Weekly Report - 19/03/2018

Trump’s Policies dominate the Global Markets


The week to March 16th ended with rising fears over a potential global trade war and turmoil in the White House as President Donald Trump decided to dismiss Secretary of State Rex Tillerson; a week following Cary Cohn’s resignation as Trump’s top economic advisor.

This Week 

Anxious markets await the Fed decision on Wednesday. The weekly highlight falls on Jerome Powell as he heads for his first interest rate increase as Federal Reserve Chairman this week. The most important question investors are looking for some clues is whether the optimism about the U.S. economy could lead to more hikes than markets have prepared for.
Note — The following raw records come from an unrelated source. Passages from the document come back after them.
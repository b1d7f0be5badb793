//! Batch generation with serial numbering

use std::path::{Path, PathBuf};

use crate::config::Configuration;
use crate::error::{Error, Result};
use crate::materialize::{materialize, CellWarning, Materialized, UserInputs};
use crate::naming::serial_file_name;

/// One generation request
#[derive(Debug, Clone)]
pub struct BatchRequest {
    pub category: String,
    pub template: String,
    /// Destination coordinate → value, including the base serial
    pub inputs: UserInputs,
    pub quantity: u32,
    pub output_dir: PathBuf,
}

impl BatchRequest {
    pub fn new<C, T, P>(category: C, template: T, output_dir: P) -> Self
    where
        C: Into<String>,
        T: Into<String>,
        P: Into<PathBuf>,
    {
        Self {
            category: category.into(),
            template: template.into(),
            inputs: UserInputs::new(),
            quantity: 1,
            output_dir: output_dir.into(),
        }
    }

    pub fn with_input<V: Into<String>>(mut self, coordinate: &str, value: V) -> Self {
        self.inputs.insert(coordinate.to_string(), value.into());
        self
    }

    pub fn with_quantity(mut self, quantity: u32) -> Self {
        self.quantity = quantity;
        self
    }
}

/// Result of a successful batch
#[derive(Debug, Clone, Default, PartialEq, Eq)]
pub struct BatchOutcome {
    /// Generated files in generation order
    pub files: Vec<PathBuf>,
    /// Serial written into each file, parallel to `files`
    pub serials: Vec<String>,
    pub warnings: Vec<CellWarning>,
}

/// Parse a user-typed quantity; must be a positive whole number
pub fn parse_quantity(raw: &str) -> Result<u32> {
    let raw = raw.trim();
    let quantity: i64 = raw
        .parse()
        .map_err(|_| Error::invalid_input(format!("quantity '{}' is not a number", raw)))?;

    if quantity < 1 {
        return Err(Error::invalid_input(format!(
            "quantity must be at least 1, got {}",
            quantity
        )));
    }

    u32::try_from(quantity)
        .map_err(|_| Error::invalid_input(format!("quantity {} is too large", quantity)))
}

/// Generate `request.quantity` serially numbered copies of a template.
///
/// The serial field receives `{base}-{n}` where `base` is the user's value
/// for that field and `n` continues the persisted counter for `base`.
/// Counters in `config` are updated only when every copy was written; on a
/// failure partway through, [`Error::BatchAborted`] lists the files already
/// on disk and the counters are left as they were. The caller persists the
/// configuration (see [`generate_and_save`]).
pub fn generate(config: &mut Configuration, request: &BatchRequest) -> Result<BatchOutcome> {
    let spec = config.template(&request.category, &request.template)?;

    let serial_cell = spec
        .serial_target()
        .ok_or_else(|| {
            Error::invalid_input(format!(
                "template '{}' has no field mappings",
                request.template
            ))
        })?
        .to_string();

    let base = request
        .inputs
        .get(&serial_cell)
        .map(|value| value.trim())
        .filter(|value| !value.is_empty())
        .ok_or_else(|| {
            Error::invalid_input(format!("a serial number is required in {}", serial_cell))
        })?;

    if request.quantity == 0 {
        return Err(Error::invalid_input("quantity must be at least 1"));
    }

    let template_path = spec.resolved_path().to_path_buf();
    if !template_path.is_file() {
        return Err(Error::TemplateFileNotFound(template_path));
    }

    log::info!(
        "Generating {} cop{} of {} / {} (serial {})",
        request.quantity,
        if request.quantity == 1 { "y" } else { "ies" },
        request.category,
        request.template,
        base
    );

    let mut count = config.serial_numbers.get(base);
    let mut outcome = BatchOutcome::default();

    for _ in 0..request.quantity {
        count += 1;
        let serial = format!("{}-{}", base, count);

        let mut values = request.inputs.clone();
        values.insert(serial_cell.clone(), serial.clone());

        let output = request
            .output_dir
            .join(serial_file_name(&request.template, &serial));
        log::debug!("Writing {}", output.display());

        match materialize(&template_path, &values, &output) {
            Ok(Materialized { path, warnings, .. }) => {
                outcome.files.push(path);
                outcome.serials.push(serial);
                outcome.warnings.extend(warnings);
            }
            Err(e) => {
                log::error!(
                    "Batch stopped after {} file(s): {}",
                    outcome.files.len(),
                    e
                );
                return Err(Error::BatchAborted {
                    completed: outcome.files,
                    source: Box::new(e),
                });
            }
        }
    }

    config.serial_numbers.set(base, count);
    log::info!(
        "Generated {} file(s), counter for {} now {}",
        outcome.files.len(),
        base,
        count
    );

    Ok(outcome)
}

/// [`generate`], then save the updated counters to `config_path`
pub fn generate_and_save(
    config: &mut Configuration,
    config_path: &Path,
    request: &BatchRequest,
) -> Result<BatchOutcome> {
    let outcome = generate(config, request)?;
    config.save(config_path)?;
    Ok(outcome)
}

/// Fill a single document at an explicit path, without serial numbering
pub fn fill_document(
    config: &Configuration,
    category: &str,
    template: &str,
    inputs: &UserInputs,
    output_path: &Path,
) -> Result<Materialized> {
    let spec = config.template(category, template)?;
    log::info!(
        "Filling {} / {} into {}",
        category,
        template,
        output_path.display()
    );
    materialize(spec.resolved_path(), inputs, output_path)
}

#[cfg(test)]
mod tests {
    use super::*;
    use crate::config::TemplateSpec;
    use pretty_assertions::assert_eq;
    use sheetstamp_xlsx::testing::WorkbookBuilder;
    use tempfile::TempDir;

    #[test]
    fn test_parse_quantity() {
        assert_eq!(parse_quantity("3").unwrap(), 3);
        assert_eq!(parse_quantity("  12 \n").unwrap(), 12);

        for bad in ["0", "-2", "abc", "", "1.5", "99999999999"] {
            assert!(
                matches!(parse_quantity(bad), Err(Error::InvalidInput(_))),
                "accepted {:?}",
                bad
            );
        }
    }

    fn setup(dir: &Path) -> Configuration {
        let template = dir.join("form.xlsx");
        WorkbookBuilder::new()
            .text("A1", "Customer")
            .text("A2", "Serial")
            .write(&template)
            .unwrap();

        let mut config = Configuration::default();
        config.insert_template(
            "Cat",
            "Order Form",
            TemplateSpec::new(&template)
                .with_mapping("A1", "B1")
                .with_mapping("A2", "B2"),
        );
        config
    }

    #[test]
    fn test_generate_continues_counter() {
        let dir = TempDir::new().unwrap();
        let mut config = setup(dir.path());
        config.serial_numbers.set("S", 4);

        let request = BatchRequest::new("Cat", "Order Form", dir.path().join("out"))
            .with_input("B1", "Acme")
            .with_input("B2", "S")
            .with_quantity(2);
        let outcome = generate(&mut config, &request).unwrap();

        assert_eq!(outcome.serials, vec!["S-5", "S-6"]);
        assert_eq!(
            outcome.files,
            vec![
                dir.path().join("out").join("Order_Form_S-5.xlsx"),
                dir.path().join("out").join("Order_Form_S-6.xlsx"),
            ]
        );
        assert_eq!(config.serial_numbers.get("S"), 6);
    }

    #[test]
    fn test_base_serial_is_trimmed() {
        let dir = TempDir::new().unwrap();
        let mut config = setup(dir.path());

        let request = BatchRequest::new("Cat", "Order Form", dir.path()).with_input("B2", "  S ");
        let outcome = generate(&mut config, &request).unwrap();

        assert_eq!(outcome.serials, vec!["S-1"]);
        assert_eq!(outcome.files, vec![dir.path().join("Order_Form_S-1.xlsx")]);
        assert_eq!(config.serial_numbers.get("S"), 1);
        assert_eq!(config.serial_numbers.get("  S "), 0);
    }

    #[test]
    fn test_rejected_requests_write_nothing() {
        let dir = TempDir::new().unwrap();
        let out = dir.path().join("out");
        let mut config = setup(dir.path());

        let missing_serial = BatchRequest::new("Cat", "Order Form", &out).with_input("B1", "Acme");
        let blank_serial = missing_serial.clone().with_input("B2", "   ");
        let zero = missing_serial.clone().with_input("B2", "S").with_quantity(0);

        for request in [missing_serial, blank_serial, zero] {
            let err = generate(&mut config, &request).unwrap_err();
            assert!(matches!(err, Error::InvalidInput(_)), "{err}");
        }

        let unknown = BatchRequest::new("Cat", "Nope", &out);
        assert!(matches!(
            generate(&mut config, &unknown).unwrap_err(),
            Error::TemplateNotFound { .. }
        ));

        assert!(!out.exists());
        assert!(config.serial_numbers.is_empty());
    }

    #[test]
    fn test_template_without_mappings() {
        let dir = TempDir::new().unwrap();
        let mut config = setup(dir.path());
        config.insert_template("Cat", "Bare", TemplateSpec::new(dir.path().join("form.xlsx")));

        let request = BatchRequest::new("Cat", "Bare", dir.path()).with_input("B2", "S");
        assert!(matches!(
            generate(&mut config, &request).unwrap_err(),
            Error::InvalidInput(_)
        ));
    }

    #[test]
    fn test_fill_document() {
        let dir = TempDir::new().unwrap();
        let config = setup(dir.path());
        let output = dir.path().join("single.xlsx");

        let inputs: UserInputs = [("B1".to_string(), "Acme".to_string())].into_iter().collect();
        let result = fill_document(&config, "Cat", "Order Form", &inputs, &output).unwrap();

        assert_eq!(result.path, output);
        assert_eq!(result.written, 1);
        assert!(config.serial_numbers.is_empty());
    }
}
This week is full of important meetings that could have a potential geopolitical effect. The spotlight would be on the two-day G20 summit in Buenos Aires that starts on Monday. Any signs of escalating stress between the U.S. and China could make investors nervous. U.S. Treasury Secretary Steven Mnuchin will be in a position of defending Trump’s trade plans against widespread criticism from G20 partners. Among others, the crypto-currencies use and regulation is also on the agenda of the Group of 20 finance ministers.

In Asia, equity markets traded mixed on Monday as investors are cautious this week in which the Federal Reserve is likely to hike U.S. interest rates and perhaps signal that as many as three more for the rest of the year. Investors are looking closely for any remarks from Fed Chair Jerome Powell as this will be his first press conference.

On Thursday, which is also called Super Thursday, the Bank of England interest rate decision will be reported at 12:00 GMT and Governor Mark Carney will hold a press conference shortly after the announcement. No change is expected, though the BoE could point to a possibility of an interest rate hike in May. Brexit developments will also be in focus, as a two-day European Council summit begins on Thursday, with negotiators trying to reach agreement on the transition period after the UK’s departure from the EU.


Last Week

Global trade agreements are now reconsidered after the US President announced he will reduce the nation’s trade deficit with China by $100 billion through tariffs causing the global equity markets to finish the week in the red zone.

UK markets were pulled back by losses in commodity and consumer staple stocks and the FTSE 100 index fell 0.8%.

European markets were also down, losses in banking and technology sector stocks. Meanwhile, the Euro-zone’s CPI rose at a weaker than expected pace in February, suggesting that the European Central Bank (ECB) will face dilemmas over decreasing its stimulus program through bond-buying. In addition, industrial production for the 19-nation bloc dropped below expectations in January. The EUR lost against the USD, despite a rise in Germany’s CPI in February. The German DAX 30 index managed to finish the week 0.3% higher.

In the US, Dow Jones lost 1.5% and the S&P 500 index slid 1.2%. The high turnover of the White House cabinet was among the main drivers of the markets as the Trump Administration is losing 1 senior staff member every 17 Days. US markets ended the week in the red, after President Donald Trump fired Secretary of State, Rex Tillerson amid disagreements over foreign policy. Technology and financial sector stocks dragged the equities down.

On the data docket, in February, US retail sales dropped for a third month in a row and US inflation came out in line with market expectations, boosting probabilities of gradual interest rate hikes in 2018. Moreover, US industrial production marked the highest increase in four months, and the US Michigan consumer sentiment index surged to a 14-year high in March. The USD ended mostly lower against its peers, amid fresh concerns over US political turmoil.

In the commodity markets, oil prices ended higher last week, ignoring data from the Energy Information Administration that showed an increase of US crude oil inventories by 5.0 million barrels in the week ended 9th of March.